My Technical Explorations: February 2012

Extensible Markup Language (XML) is a markup language that defines a set of rules for encoding documents in a format that is both human-readable and machine-readable. It is defined in the XML 1.0 Specification produced by the W3C, and several other related specifications, all gratis open standards. The design goals of XML emphasize simplicity, generality, and usability over the Internet. It is a textual data format with strong support via Unicode for the languages of the world. Although the design of XML focuses on documents, it is widely used for the representation of arbitrary data structures, for example in web services. Many application programming interfaces (APIs) have been developed for software developers to use to process XML data, and several schema systems exist to aid in the definition of XML-based languages.

Processor and Application

The processor analyzes the markup and passes structured information to an application. The specification places requirements on what an XML processor must do and not do, but the application is outside its scope. The processor (as the specification calls it) is often referred to as an XML parser.
As the document is parsed, the data in the document becomes available to the application using the parser, and suddenly we are within an XML-aware application!
An XML parser converts an XML document into an XML DOM object - which can then be manipulated with JavaScript.
In web applications over XMLHttpRequest, communication is permitted only to the same origin that provide that page, so it is trusted. But it might not be well qualified. If the server is not strict in its JSON encoding, or if it does not exactly validate all of its inputs, then it could deliver invalid JSON text that could be carrying dangerous script. The malicious function would execute the script, unleashing its malice. To defend against this, a JSON parser should be used. A JSON parser will recognize only JSON text, rejecting all scripts.

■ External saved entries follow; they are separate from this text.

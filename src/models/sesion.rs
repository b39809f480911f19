//! Evaluation sessions: when and where a group of tests is taken.

use std::fmt;

use chrono::NaiveDate;

use crate::database::{Accessor, Database, Direction, Model, Operator, Record, Value};

pub static SESION: Model = Model::new("sesiones_evaluacion", "id")
    .with_fillable(&[
        "nombre",
        "descripcion",
        "fecha",
        "hora_inicio",
        "hora_fin",
        "centro_id",
        "evaluador_id",
        "observaciones",
        "estado",
    ])
    .with_accessors(&[
        ("fecha_formateada", fecha_formateada as Accessor),
        ("horario", horario as Accessor),
    ]);

/// Lifecycle of a session, stored as lowercase text in `estado`.
#[derive(Debug, Clone, Copy, PartialEq, Eq)]
pub enum Estado {
    Pendiente,
    Completada,
    Cancelada,
}

impl Estado {
    pub fn as_str(self) -> &'static str {
        match self {
            Self::Pendiente => "pendiente",
            Self::Completada => "completada",
            Self::Cancelada => "cancelada",
        }
    }

    pub fn of(sesion: &Record) -> Option<Self> {
        match sesion.get("estado").as_str()? {
            "pendiente" => Some(Self::Pendiente),
            "completada" => Some(Self::Completada),
            "cancelada" => Some(Self::Cancelada),
            _ => None,
        }
    }
}

impl fmt::Display for Estado {
    fn fmt(&self, f: &mut fmt::Formatter<'_>) -> fmt::Result {
        f.write_str(self.as_str())
    }
}

/// An evaluator's sessions, most recent day first, then by start time.
pub fn by_evaluador(db: &mut Database, evaluador_id: i64) -> Vec<Record> {
    SESION
        .query()
        .where_eq("evaluador_id", evaluador_id)
        .order_by("fecha", Direction::Desc)
        .order_by("hora_inicio", Direction::Asc)
        .get(db)
}

/// Pending sessions from `today` on, soonest first, optionally of one
/// evaluator only.
pub fn proximas(
    db: &mut Database,
    today: NaiveDate,
    evaluador_id: Option<i64>,
    limit: u64,
) -> Vec<Record> {
    let mut query = SESION
        .query()
        .where_op("fecha", Operator::Gte, today)
        .where_eq("estado", Estado::Pendiente.as_str());
    if let Some(id) = evaluador_id {
        query = query.where_eq("evaluador_id", id);
    }
    query
        .order_by("fecha", Direction::Asc)
        .order_by("hora_inicio", Direction::Asc)
        .limit(limit)
        .get(db)
}

/// `fecha` as `dd/mm/yyyy`.
fn fecha_formateada(sesion: &Record) -> Value {
    sesion
        .get("fecha")
        .as_date()
        .map(|d| d.format("%d/%m/%Y").to_string())
        .into()
}

/// `HH:MM - HH:MM` from the start and end times.
fn horario(sesion: &Record) -> Value {
    let hhmm = |key: &str| {
        let value = sesion.get(key).to_string();
        value.get(..5).map(str::to_owned).unwrap_or(value)
    };
    Value::Text(format!("{} - {}", hhmm("hora_inicio"), hhmm("hora_fin")))
}

pub fn is_completada(sesion: &Record) -> bool {
    Estado::of(sesion) == Some(Estado::Completada)
}

pub fn is_pendiente(sesion: &Record) -> bool {
    Estado::of(sesion) == Some(Estado::Pendiente)
}

pub fn is_cancelada(sesion: &Record) -> bool {
    Estado::of(sesion) == Some(Estado::Cancelada)
}
use crate::database::{Database, Model, Record};

pub const ADMINISTRADOR: &str = "Administrador";
pub const EVALUADOR: &str = "Evaluador";
pub const ATLETA: &str = "Atleta";

pub static ROL: Model = Model::new("roles", "id").with_fillable(&["nombre", "descripcion"]);

pub fn find_by_name(db: &mut Database, nombre: &str) -> Option<Record> {
    ROL.query().where_eq("nombre", nombre).first(db)
}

XML parser Both SAX and DOM are used to parse the XML document. Both has advantages and disadvantages and can be used in our programming depending on the situation.

SAX • Parses node by node
• Doesn’t store the XML in memory
• We cant insert or delete a node
• SAX is an event based parser
• SAX is a Simple API for XML
• Doesn’t preserve comments
• SAX generally runs a little faster than DOM

DOM • Stores the entire XML document into memory before processing
• Occupies more memory
• We Can insert or delete nodes
• Traverse in any direction.
• DOM is a tree model parser
• Document Object Model (DOM) API
• Preserves comments
• SAX generally runs a little faster than DOM

If we need to find a node and doesn’t need to insert or delete we can go with SAX itself otherwise DOM provided we have more memory.

JavaScript Object Notation (JSON) is a lightweight text-based open standard designed for human-readable data interchange. It is easy for machines to parse and generate. It is based on a subset of the JavaScript Programming When working together with "jQuery" and "ASP.NET MVC" in building web applications, it provides an efficient mechanism to exchange data between the web browser and the web server.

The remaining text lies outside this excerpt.